[Extracted data entries]
☆ ☆ ☆ ☆

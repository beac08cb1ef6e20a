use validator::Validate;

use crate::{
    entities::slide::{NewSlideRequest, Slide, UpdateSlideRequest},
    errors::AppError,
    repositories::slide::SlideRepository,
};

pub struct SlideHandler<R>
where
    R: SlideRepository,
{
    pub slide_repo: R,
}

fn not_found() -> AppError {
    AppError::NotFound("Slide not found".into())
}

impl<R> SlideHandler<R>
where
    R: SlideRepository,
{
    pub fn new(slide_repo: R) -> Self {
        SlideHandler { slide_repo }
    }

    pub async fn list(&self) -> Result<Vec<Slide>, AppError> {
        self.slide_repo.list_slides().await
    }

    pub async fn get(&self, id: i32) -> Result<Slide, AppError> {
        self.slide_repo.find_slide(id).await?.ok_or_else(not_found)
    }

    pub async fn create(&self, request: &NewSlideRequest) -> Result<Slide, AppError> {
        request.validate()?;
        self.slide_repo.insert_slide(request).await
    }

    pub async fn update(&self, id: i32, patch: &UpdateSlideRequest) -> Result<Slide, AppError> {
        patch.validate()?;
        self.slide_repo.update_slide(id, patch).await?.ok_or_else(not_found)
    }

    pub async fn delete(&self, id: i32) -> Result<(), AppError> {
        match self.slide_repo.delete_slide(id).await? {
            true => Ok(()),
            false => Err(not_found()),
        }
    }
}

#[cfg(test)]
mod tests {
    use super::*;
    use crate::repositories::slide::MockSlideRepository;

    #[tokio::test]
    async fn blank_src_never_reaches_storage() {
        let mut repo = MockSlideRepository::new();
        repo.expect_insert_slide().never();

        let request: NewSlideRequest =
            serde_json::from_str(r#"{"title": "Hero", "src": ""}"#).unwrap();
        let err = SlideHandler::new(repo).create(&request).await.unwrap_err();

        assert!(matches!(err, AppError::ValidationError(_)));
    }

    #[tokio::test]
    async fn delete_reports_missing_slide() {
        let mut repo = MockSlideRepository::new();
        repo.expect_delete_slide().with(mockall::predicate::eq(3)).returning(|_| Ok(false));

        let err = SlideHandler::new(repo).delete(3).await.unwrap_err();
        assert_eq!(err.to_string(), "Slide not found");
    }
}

☆ ☆ ☆ ☆

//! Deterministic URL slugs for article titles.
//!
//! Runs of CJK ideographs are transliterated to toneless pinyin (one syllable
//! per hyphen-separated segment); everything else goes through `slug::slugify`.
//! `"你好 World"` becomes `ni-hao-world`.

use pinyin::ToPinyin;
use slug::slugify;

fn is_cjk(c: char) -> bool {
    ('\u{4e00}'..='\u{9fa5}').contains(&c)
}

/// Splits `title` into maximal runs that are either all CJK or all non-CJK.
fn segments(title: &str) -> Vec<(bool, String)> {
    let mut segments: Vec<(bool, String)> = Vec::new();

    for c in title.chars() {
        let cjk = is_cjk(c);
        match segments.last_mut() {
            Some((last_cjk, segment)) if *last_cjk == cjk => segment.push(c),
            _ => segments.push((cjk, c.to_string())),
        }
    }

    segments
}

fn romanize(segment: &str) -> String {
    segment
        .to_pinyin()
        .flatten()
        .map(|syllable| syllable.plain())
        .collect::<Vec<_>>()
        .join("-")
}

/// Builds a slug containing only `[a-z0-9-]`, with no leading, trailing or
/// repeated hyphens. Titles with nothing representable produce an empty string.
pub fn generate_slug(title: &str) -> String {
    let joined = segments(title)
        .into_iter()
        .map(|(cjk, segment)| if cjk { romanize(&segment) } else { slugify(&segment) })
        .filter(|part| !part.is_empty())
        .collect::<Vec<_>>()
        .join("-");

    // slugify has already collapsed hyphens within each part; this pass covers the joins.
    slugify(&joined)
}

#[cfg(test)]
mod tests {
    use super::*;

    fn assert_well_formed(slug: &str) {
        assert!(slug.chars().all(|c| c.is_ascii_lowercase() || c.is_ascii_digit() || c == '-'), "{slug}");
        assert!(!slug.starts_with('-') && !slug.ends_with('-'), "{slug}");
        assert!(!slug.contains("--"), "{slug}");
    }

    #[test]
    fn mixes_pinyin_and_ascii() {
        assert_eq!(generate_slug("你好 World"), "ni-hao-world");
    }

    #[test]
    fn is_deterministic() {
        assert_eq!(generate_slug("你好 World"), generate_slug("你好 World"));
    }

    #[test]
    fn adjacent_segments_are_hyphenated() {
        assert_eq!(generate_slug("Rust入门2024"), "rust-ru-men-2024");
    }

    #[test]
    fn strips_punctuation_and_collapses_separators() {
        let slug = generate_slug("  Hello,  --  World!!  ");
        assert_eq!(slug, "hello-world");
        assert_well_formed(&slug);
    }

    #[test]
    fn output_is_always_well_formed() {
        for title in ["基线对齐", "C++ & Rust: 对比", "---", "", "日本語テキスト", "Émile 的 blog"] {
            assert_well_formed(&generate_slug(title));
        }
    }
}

☆ ☆ ☆ ☆

### Exercise aim
Every line above that carries the string "false" should be copied.

### Task response
            false => Err(not_found()),
        repo.expect_delete_slide().with(mockall::predicate::eq(3)).returning(|_| Ok(false));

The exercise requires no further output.